In the 1960's, Gesell pioneered the temperment research and arrived at the idea of a natural "biological maturation". A wonderful graphic and explanation here:
Gesell "emphasized that every child has a unique, inborn growth rate and temperament, and he urged us to respect each child's individuality. When, under the direction of the genes, the child's nervous system has grown to a certain point, the child will feel an inner urge to engage in each new activity...We help children the most by giving them opportunities to work on problems they find most interesting...When we push development forward- we shorten the time the child has to pursue her current interests." and natural growth is lost." Reclaiming Childhood, Letting Children Be Children in Our Achievement- Oriented Society", by Dr. William Crain, (Henry Holt and Co., New York, 2003).

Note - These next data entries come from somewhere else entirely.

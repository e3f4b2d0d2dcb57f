// src/db/notice_repo.rs

use sqlx::{Executor, PgPool, Postgres};
use uuid::Uuid;

use crate::{
    common::error::AppError,
    models::notice::{
        ChecklistItem, ItemStatus, Notice, NoticeFoto, NoticeStatus, NoticeSummaryRow, CHECKLIST_TEMPLATE,
    },
};

const NOTICE_COLUMNS: &str = r#"
    n.id, n.solicitante_id, n.gestor_id, n.property_id, n.status, n.data_criacao, n.data_conclusao
"#;

const ITEM_COLUMNS: &str = "id, notice_id, position, categoria, descricao, status";
const FOTO_COLUMNS: &str = "id, notice_id, checklist_item_id, foto_file, data_upload";

#[derive(Clone)]
pub struct NoticeRepository {
    pool: PgPool,
}

impl NoticeRepository {
    pub fn new(pool: PgPool) -> Self {
        Self { pool }
    }

    pub fn pool(&self) -> &PgPool {
        &self.pool
    }

    // =========================================================================
    //  NOTICES
    // =========================================================================

    pub async fn create<'e, E>(
        &self,
        executor: E,
        solicitante_id: Uuid,
        gestor_id: Option<Uuid>,
        property_id: Option<Uuid>,
        status: NoticeStatus,
    ) -> Result<Notice, AppError>
    where
        E: Executor<'e, Database = Postgres>,
    {
        let sql = format!(
            r#"
            WITH n AS (
                INSERT INTO notices (solicitante_id, gestor_id, property_id, status)
                VALUES ($1, $2, $3, $4)
                RETURNING *
            )
            SELECT {NOTICE_COLUMNS} FROM n
            "#
        );
        let notice = sqlx::query_as::<_, Notice>(&sql)
            .bind(solicitante_id)
            .bind(gestor_id)
            .bind(property_id)
            .bind(status)
            .fetch_one(executor)
            .await?;
        Ok(notice)
    }

    pub async fn find_by_id<'e, E>(&self, executor: E, id: Uuid) -> Result<Option<Notice>, AppError>
    where
        E: Executor<'e, Database = Postgres>,
    {
        let sql = format!("SELECT {NOTICE_COLUMNS} FROM notices n WHERE n.id = $1");
        let notice = sqlx::query_as::<_, Notice>(&sql)
            .bind(id)
            .fetch_optional(executor)
            .await?;
        Ok(notice)
    }

    // Trava a linha até o fim da transação (início/conclusão concorrentes esperam aqui)
    pub async fn lock_by_id<'e, E>(&self, executor: E, id: Uuid) -> Result<Option<Notice>, AppError>
    where
        E: Executor<'e, Database = Postgres>,
    {
        let sql = format!("SELECT {NOTICE_COLUMNS} FROM notices n WHERE n.id = $1 FOR UPDATE");
        let notice = sqlx::query_as::<_, Notice>(&sql)
            .bind(id)
            .fetch_optional(executor)
            .await?;
        Ok(notice)
    }

    pub async fn mark_in_progress<'e, E>(&self, executor: E, id: Uuid, gestor_id: Uuid) -> Result<Notice, AppError>
    where
        E: Executor<'e, Database = Postgres>,
    {
        let sql = format!(
            r#"
            WITH n AS (
                UPDATE notices SET gestor_id = $2, status = 'EM_PROGRESSO'
                WHERE id = $1
                RETURNING *
            )
            SELECT {NOTICE_COLUMNS} FROM n
            "#
        );
        let notice = sqlx::query_as::<_, Notice>(&sql)
            .bind(id)
            .bind(gestor_id)
            .fetch_one(executor)
            .await?;
        Ok(notice)
    }

    pub async fn mark_resolved<'e, E>(&self, executor: E, id: Uuid) -> Result<Notice, AppError>
    where
        E: Executor<'e, Database = Postgres>,
    {
        let sql = format!(
            r#"
            WITH n AS (
                UPDATE notices SET status = 'RESOLVIDO', data_conclusao = now()
                WHERE id = $1
                RETURNING *
            )
            SELECT {NOTICE_COLUMNS} FROM n
            "#
        );
        let notice = sqlx::query_as::<_, Notice>(&sql)
            .bind(id)
            .fetch_one(executor)
            .await?;
        Ok(notice)
    }

    // Listagem com nomes e contagens. `solicitante` restringe às vistorias de um usuário.
    pub async fn list_summaries<'e, E>(
        &self,
        executor: E,
        solicitante: Option<Uuid>,
        notice_id: Option<Uuid>,
    ) -> Result<Vec<NoticeSummaryRow>, AppError>
    where
        E: Executor<'e, Database = Postgres>,
    {
        let sql = format!(
            r#"
            SELECT {NOTICE_COLUMNS},
                p.bloco AS property_bloco,
                p.numero AS property_numero,
                COALESCE(NULLIF(trim(s.nome), ''), s.email) AS solicitante_nome,
                CASE WHEN g.id IS NULL THEN NULL
                     ELSE COALESCE(NULLIF(trim(g.nome), ''), g.email) END AS gestor_nome,
                (SELECT COUNT(*) FROM checklist_items i WHERE i.notice_id = n.id) AS item_count,
                (SELECT COUNT(*) FROM notice_fotos f WHERE f.notice_id = n.id) AS foto_count
            FROM notices n
            JOIN users s ON s.id = n.solicitante_id
            LEFT JOIN users g ON g.id = n.gestor_id
            LEFT JOIN properties p ON p.id = n.property_id
            WHERE ($1::uuid IS NULL OR n.solicitante_id = $1)
              AND ($2::uuid IS NULL OR n.id = $2)
            ORDER BY n.data_criacao DESC
            "#
        );
        let rows = sqlx::query_as::<_, NoticeSummaryRow>(&sql)
            .bind(solicitante)
            .bind(notice_id)
            .fetch_all(executor)
            .await?;
        Ok(rows)
    }

    // =========================================================================
    //  CHECKLIST
    // =========================================================================

    /// Insere os 15 itens padrão. A chave (notice_id, position) impede duplicação
    /// se duas requisições semearem a mesma vistoria.
    pub async fn seed_checklist<'e, E>(&self, executor: E, notice_id: Uuid) -> Result<u64, AppError>
    where
        E: Executor<'e, Database = Postgres>,
    {
        let positions: Vec<i32> = (0..CHECKLIST_TEMPLATE.len() as i32).collect();
        let categorias: Vec<&str> = CHECKLIST_TEMPLATE.iter().map(|(c, _)| *c).collect();
        let descricoes: Vec<&str> = CHECKLIST_TEMPLATE.iter().map(|(_, d)| *d).collect();

        let result = sqlx::query(
            r#"
            INSERT INTO checklist_items (notice_id, position, categoria, descricao)
            SELECT $1, t.position, t.categoria, t.descricao
            FROM UNNEST($2::int4[], $3::text[], $4::text[]) AS t(position, categoria, descricao)
            ON CONFLICT (notice_id, position) DO NOTHING
            "#,
        )
        .bind(notice_id)
        .bind(&positions)
        .bind(&categorias)
        .bind(&descricoes)
        .execute(executor)
        .await?;

        Ok(result.rows_affected())
    }

    pub async fn list_items<'e, E>(&self, executor: E, notice_id: Uuid) -> Result<Vec<ChecklistItem>, AppError>
    where
        E: Executor<'e, Database = Postgres>,
    {
        let sql = format!("SELECT {ITEM_COLUMNS} FROM checklist_items WHERE notice_id = $1 ORDER BY position");
        let items = sqlx::query_as::<_, ChecklistItem>(&sql)
            .bind(notice_id)
            .fetch_all(executor)
            .await?;
        Ok(items)
    }

    pub async fn item_ids<'e, E>(&self, executor: E, notice_id: Uuid) -> Result<Vec<Uuid>, AppError>
    where
        E: Executor<'e, Database = Postgres>,
    {
        let ids = sqlx::query_scalar::<_, Uuid>(
            "SELECT id FROM checklist_items WHERE notice_id = $1 ORDER BY position",
        )
        .bind(notice_id)
        .fetch_all(executor)
        .await?;
        Ok(ids)
    }

    pub async fn item_belongs_to<'e, E>(&self, executor: E, notice_id: Uuid, item_id: Uuid) -> Result<bool, AppError>
    where
        E: Executor<'e, Database = Postgres>,
    {
        let belongs = sqlx::query_scalar::<_, bool>(
            "SELECT EXISTS(SELECT 1 FROM checklist_items WHERE id = $1 AND notice_id = $2)",
        )
        .bind(item_id)
        .bind(notice_id)
        .fetch_one(executor)
        .await?;
        Ok(belongs)
    }

    pub async fn set_item_status<'e, E>(
        &self,
        executor: E,
        notice_id: Uuid,
        item_id: Uuid,
        status: ItemStatus,
    ) -> Result<bool, AppError>
    where
        E: Executor<'e, Database = Postgres>,
    {
        let result = sqlx::query("UPDATE checklist_items SET status = $3 WHERE id = $1 AND notice_id = $2")
            .bind(item_id)
            .bind(notice_id)
            .bind(status)
            .execute(executor)
            .await?;
        Ok(result.rows_affected() > 0)
    }

    // =========================================================================
    //  FOTOS
    // =========================================================================

    pub async fn insert_foto<'e, E>(
        &self,
        executor: E,
        notice_id: Uuid,
        checklist_item_id: Option<Uuid>,
        foto_file: &str,
    ) -> Result<NoticeFoto, AppError>
    where
        E: Executor<'e, Database = Postgres>,
    {
        let sql = format!(
            r#"
            INSERT INTO notice_fotos (notice_id, checklist_item_id, foto_file)
            VALUES ($1, $2, $3)
            RETURNING {FOTO_COLUMNS}
            "#
        );
        let foto = sqlx::query_as::<_, NoticeFoto>(&sql)
            .bind(notice_id)
            .bind(checklist_item_id)
            .bind(foto_file)
            .fetch_one(executor)
            .await?;
        Ok(foto)
    }

    pub async fn list_fotos<'e, E>(&self, executor: E, notice_id: Uuid) -> Result<Vec<NoticeFoto>, AppError>
    where
        E: Executor<'e, Database = Postgres>,
    {
        let sql = format!("SELECT {FOTO_COLUMNS} FROM notice_fotos WHERE notice_id = $1 ORDER BY data_upload");
        let fotos = sqlx::query_as::<_, NoticeFoto>(&sql)
            .bind(notice_id)
            .fetch_all(executor)
            .await?;
        Ok(fotos)
    }
}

Here in this link is a wonderful quick run down of the ages and stages covered in each of the books from the series. The institute has built upon Gesell's earliest work natural maturation equilibrium to disequilibrium by charting the growth as it moves between these two poles. "Smooth, Break-up, Sorting Out, Inwardizing, Expansion, "Neurotic" Fitting Together (Assimilation in nervous system).
As someone who likes to anticipate what I may encounter, I wish I had this road map to help me understand where on the journey I was. And for those of you with two children entering into the disequilibrium stages at the same time! I hope this helps you plan when to take extra care for yourself and for your child!